Dataset entries:
====
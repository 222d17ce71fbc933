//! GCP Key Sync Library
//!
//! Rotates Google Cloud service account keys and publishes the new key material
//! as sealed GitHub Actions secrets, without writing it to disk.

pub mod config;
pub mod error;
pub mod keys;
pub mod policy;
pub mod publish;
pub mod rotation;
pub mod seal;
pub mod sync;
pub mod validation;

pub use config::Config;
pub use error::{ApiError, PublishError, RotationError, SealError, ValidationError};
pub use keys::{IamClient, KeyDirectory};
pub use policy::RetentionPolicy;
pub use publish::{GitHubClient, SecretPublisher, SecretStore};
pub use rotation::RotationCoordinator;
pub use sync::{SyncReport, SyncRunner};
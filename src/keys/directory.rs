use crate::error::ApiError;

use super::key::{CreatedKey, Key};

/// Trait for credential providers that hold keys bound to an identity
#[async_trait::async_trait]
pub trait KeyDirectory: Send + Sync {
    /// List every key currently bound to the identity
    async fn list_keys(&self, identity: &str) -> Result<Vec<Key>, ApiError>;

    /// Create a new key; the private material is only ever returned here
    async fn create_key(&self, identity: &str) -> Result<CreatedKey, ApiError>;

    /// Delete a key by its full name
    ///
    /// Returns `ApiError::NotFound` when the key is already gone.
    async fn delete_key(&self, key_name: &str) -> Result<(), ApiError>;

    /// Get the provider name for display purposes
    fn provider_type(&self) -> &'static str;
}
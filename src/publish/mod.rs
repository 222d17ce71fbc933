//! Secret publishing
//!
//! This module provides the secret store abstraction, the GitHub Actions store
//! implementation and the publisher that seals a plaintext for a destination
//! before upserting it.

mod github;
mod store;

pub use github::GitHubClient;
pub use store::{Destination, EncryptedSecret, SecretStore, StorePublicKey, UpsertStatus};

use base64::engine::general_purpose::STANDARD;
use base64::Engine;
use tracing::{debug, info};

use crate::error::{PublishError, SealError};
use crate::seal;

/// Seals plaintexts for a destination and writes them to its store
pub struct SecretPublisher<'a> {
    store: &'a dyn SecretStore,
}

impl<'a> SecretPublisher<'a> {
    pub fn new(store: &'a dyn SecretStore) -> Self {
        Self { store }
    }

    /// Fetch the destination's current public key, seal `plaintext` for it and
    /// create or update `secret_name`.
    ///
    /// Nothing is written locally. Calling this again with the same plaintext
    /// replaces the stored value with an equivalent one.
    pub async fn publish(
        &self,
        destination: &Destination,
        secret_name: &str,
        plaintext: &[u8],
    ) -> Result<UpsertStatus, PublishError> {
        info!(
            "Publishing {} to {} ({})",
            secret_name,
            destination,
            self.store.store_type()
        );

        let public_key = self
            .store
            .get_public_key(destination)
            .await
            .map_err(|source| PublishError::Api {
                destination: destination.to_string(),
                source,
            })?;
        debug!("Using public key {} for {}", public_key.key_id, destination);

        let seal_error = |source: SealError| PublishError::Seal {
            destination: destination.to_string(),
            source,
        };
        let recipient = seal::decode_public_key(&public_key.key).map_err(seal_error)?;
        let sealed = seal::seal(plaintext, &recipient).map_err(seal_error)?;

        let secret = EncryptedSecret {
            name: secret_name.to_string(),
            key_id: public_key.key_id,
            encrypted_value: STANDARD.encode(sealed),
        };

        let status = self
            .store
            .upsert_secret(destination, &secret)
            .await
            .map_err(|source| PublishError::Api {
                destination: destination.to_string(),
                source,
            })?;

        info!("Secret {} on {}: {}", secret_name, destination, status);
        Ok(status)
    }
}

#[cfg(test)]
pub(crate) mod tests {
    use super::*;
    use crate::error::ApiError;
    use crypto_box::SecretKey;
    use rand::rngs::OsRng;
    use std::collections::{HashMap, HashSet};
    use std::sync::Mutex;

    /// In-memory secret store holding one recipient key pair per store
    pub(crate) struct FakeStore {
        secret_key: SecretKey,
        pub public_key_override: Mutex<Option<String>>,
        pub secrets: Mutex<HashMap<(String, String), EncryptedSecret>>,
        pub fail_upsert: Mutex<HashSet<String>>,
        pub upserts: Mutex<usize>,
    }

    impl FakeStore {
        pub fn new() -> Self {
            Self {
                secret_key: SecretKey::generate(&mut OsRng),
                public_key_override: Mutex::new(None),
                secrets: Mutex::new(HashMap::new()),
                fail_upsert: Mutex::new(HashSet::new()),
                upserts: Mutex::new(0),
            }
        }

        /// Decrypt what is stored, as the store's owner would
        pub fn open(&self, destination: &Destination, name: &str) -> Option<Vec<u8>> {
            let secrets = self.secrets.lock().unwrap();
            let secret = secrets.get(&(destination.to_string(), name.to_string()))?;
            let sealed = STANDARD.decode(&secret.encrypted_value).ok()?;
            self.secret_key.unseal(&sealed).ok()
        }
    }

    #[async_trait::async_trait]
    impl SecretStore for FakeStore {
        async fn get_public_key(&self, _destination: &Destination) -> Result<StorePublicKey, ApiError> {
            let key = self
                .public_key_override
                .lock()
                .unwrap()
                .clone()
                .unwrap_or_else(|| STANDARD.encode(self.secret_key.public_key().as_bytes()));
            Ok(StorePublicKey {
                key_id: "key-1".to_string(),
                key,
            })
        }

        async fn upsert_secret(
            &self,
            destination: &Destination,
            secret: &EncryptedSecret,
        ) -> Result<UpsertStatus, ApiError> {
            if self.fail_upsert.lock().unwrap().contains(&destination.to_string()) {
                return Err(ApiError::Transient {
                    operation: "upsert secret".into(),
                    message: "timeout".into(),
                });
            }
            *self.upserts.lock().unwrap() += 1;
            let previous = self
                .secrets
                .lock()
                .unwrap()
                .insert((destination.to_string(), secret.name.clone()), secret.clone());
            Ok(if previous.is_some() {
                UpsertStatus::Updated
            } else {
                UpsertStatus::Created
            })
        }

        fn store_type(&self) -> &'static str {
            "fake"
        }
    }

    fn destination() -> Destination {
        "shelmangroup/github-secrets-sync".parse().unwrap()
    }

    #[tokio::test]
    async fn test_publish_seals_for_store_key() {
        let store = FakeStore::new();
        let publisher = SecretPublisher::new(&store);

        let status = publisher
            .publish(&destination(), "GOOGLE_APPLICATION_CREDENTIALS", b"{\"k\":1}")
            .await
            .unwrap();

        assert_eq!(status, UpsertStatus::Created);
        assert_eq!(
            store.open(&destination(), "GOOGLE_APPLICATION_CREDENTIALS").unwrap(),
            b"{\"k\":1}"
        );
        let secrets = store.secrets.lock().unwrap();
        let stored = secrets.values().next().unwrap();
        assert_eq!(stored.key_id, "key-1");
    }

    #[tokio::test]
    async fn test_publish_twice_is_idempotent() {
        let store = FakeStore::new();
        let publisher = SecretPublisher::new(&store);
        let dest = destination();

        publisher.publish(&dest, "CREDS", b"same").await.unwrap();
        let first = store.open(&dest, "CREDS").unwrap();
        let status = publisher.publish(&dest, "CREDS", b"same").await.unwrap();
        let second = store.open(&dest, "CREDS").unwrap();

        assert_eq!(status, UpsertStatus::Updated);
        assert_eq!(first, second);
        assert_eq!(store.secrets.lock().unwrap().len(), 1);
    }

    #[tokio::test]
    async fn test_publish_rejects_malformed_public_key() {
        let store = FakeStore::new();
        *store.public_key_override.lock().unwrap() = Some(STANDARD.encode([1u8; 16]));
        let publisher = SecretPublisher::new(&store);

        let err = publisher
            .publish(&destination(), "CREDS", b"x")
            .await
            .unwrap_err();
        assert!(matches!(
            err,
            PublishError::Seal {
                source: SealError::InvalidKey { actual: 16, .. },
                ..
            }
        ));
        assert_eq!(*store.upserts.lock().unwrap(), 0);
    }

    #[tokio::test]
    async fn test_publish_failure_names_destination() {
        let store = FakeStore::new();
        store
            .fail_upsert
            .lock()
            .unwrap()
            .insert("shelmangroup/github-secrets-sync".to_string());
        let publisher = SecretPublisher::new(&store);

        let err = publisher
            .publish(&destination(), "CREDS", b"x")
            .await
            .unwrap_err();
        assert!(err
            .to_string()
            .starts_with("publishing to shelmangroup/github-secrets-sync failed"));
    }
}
====
Would you report every line of the entries above containing the word "HashMap"?

    use std::collections::{HashMap, HashSet};
        pub secrets: Mutex<HashMap<(String, String), EncryptedSecret>>,
                secrets: Mutex::new(HashMap::new()),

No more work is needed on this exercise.